"White Soul" è la dimostrazione che non viviamo nel migliore dei mondi possibili. Perché nel migliore dei mondi possibili, un disco del genere sarebbe ascoltato e cantato dalle folle molto più di tanto flaccido disco-pop che ai tempi dei Green (o giusto qualche anno prima) pareva ai più il massimo dell'eccitazione che il panorama discografico potesse dispensare. D'altra parte, gli anni 80 furono per il rock la decade più moscia a livello mainstream, se si pensa che la rock band più popolare dell'epoca furono gli U2 (autori di un pugno di brani memorabili, ma indubbiamente ostili ad un concetto di rock come "viscere in bella mostra").
Viscere, quelle di Jeff Lescher, indiscusse protagoniste di "White Soul". Jeff Lescher è uno dei cantanti più dotati, più sanguigni e più audaci di tutti i tempi. Non si ferma davanti a niente. Non lesina urla strazianti, stecche, falsetti kitsch; e il gruppo lo segue, come un'onda inarrestabile che travolge un malcapitato surfista, come un gruppo di ubriachi che si getta a capofitto sulla vittima designata del montone, nei cori più scalcinati che il rock'n'roll abbia mai conosciuto. Jeff Lescher non ha remore a far sapere al mondo che è innamorato perso e che sta soffrendo come un cane. E questo basta a renderlo un impareggiabile veicolo di emozioni roventi e contrastate. Contrastate soprattutto: il melodramma di Jeff Lescher non può che essere messo in scena attraverso la dialettica del piano contro il forte, del dolce con l'amaro, del tenero col violento. Come nella straziante "Night After Night", che alterna carezze e sfoghi, risolvendosi in uno dei glam-rock più sinceri che abbia mai sentito. O come nell'insostenibile confessione di "I Love Her", contrappuntata da sardoniche backing vocals.

Tutte le canzoni di questo disco parlano d'amore: i titoli sono tra i più abusati nell'epopea delle love songs. E anche lo stile o, meglio, gli stili sono risaputi: "My Sister Jane" riprende pari pari Tom Petty, "Monique, Monique" aggiorna Ray Davies, mentre il fantasma di Alex Chilton aleggia su gran parte dello show. Eppure, nessuna di queste serenate dalla corazza classica ha l'aria di un esercizio di stile.
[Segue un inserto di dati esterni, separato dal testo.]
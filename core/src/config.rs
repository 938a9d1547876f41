//! Client configuration.
//!
//! # Design
//! `ClientConfig` is plain data the host application owns: it can be built in
//! code or deserialized from the host's own settings file. The library reads
//! no environment variables. The master API key never appears in `Debug`
//! output.

use std::fmt;

use serde::Deserialize;

/// Production endpoint used when no base URL is configured.
pub const DEFAULT_BASE_URL: &str = "https://api.flagsmith.com/api/v1";

/// Connection settings for a `FlagsmithClient`.
///
/// Deserializable so a host application can embed it in its own settings
/// file. An empty `base_url` selects `DEFAULT_BASE_URL`.
#[derive(Clone, Default, Deserialize)]
pub struct ClientConfig {
    #[serde(default)]
    pub base_url: String,
    pub master_api_key: String,
}

impl ClientConfig {
    pub fn new(master_api_key: &str, base_url: &str) -> Self {
        Self {
            base_url: base_url.to_string(),
            master_api_key: master_api_key.to_string(),
        }
    }

    /// The base URL requests are built from, without a trailing slash.
    pub fn resolved_base_url(&self) -> String {
        let trimmed = self.base_url.trim().trim_end_matches('/');
        if trimmed.is_empty() {
            DEFAULT_BASE_URL.to_string()
        } else {
            trimmed.to_string()
        }
    }
}

impl fmt::Debug for ClientConfig {
    fn fmt(&self, f: &mut fmt::Formatter<'_>) -> fmt::Result {
        f.debug_struct("ClientConfig")
            .field("base_url", &self.base_url)
            .field("master_api_key", &"<redacted>")
            .finish()
    }
}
Perché (e guai se ci si stanca di ribadirlo) nella musica rock l'importante è avere quel fatidico "qualcosa da dire". Poi il mezzo con cui dirlo viene da sé. Come innovatore, Lescher è stato insignificante: eppure i 12 brani di questo disco sono in grado di alterare la frequenza dei battiti del nostro cuore e di generare quella strano grumo nella zona della laringe.
Solo Westerberg è arrivato a tanto. E a Westerberg, quello di "Tim", Lescher contende la palma della miglior opener: proprio come "Hold My Life", la sua "She's Heaven" è un canto libero, alimentato da una chitarra errabonda, che nel momento in cui pare svanire si rigenera eternamente. La differenza, forse, tra questi due giganti (uno riconosciuto, uno un po' meno) del college-rock d'Autore degli anni 80 è che Westerberg si faceva portavoce di stati d'animo generazionali, mentre le tribolazioni del giovane Lescher erano un fatto prettamente privato, conseguenza di una delusione amorosa. E per tutto il disco, Jeff non si dà pace, nemmeno nella compassata "Hear Me" e nell'esuberante "I Don't Even Know Her", tentativi vani di distrarre la mente dal magone.

Gli episodi meno convincenti si hanno quando Lescher vuole fare il borioso, quando esagera, quando si rifà al soul-rock godereccio e superficiale ("I'm In Love With You"); o quando rispolvera retaggi garage ("I Beg, You Cry"); o quando infine si avventura nelle scale più ridondanti ("Give Me Your Hands").
E' impagabile, invece, quando passeggia angustiato ma non ancora abbattuto in "I'm Not Giving Up" o quando, nel magniloquente atto finale di questa tragica commedia, sparge carburante sull'ugola e le dà fuoco in un devastante "I Knooooooooooow": è l'apoteosi di questo estroverso capolavoro del rock romantico. In un rock, quello prodotto dalla "generazione X", spesso tacciato (ora a ragione, ora a torto) di apatia e di eccessiva introversione, non può che far piacere, di tanto in tanto, farsi sommergere dalle lacrime genuine di Jeff Lescher. E star male con lui.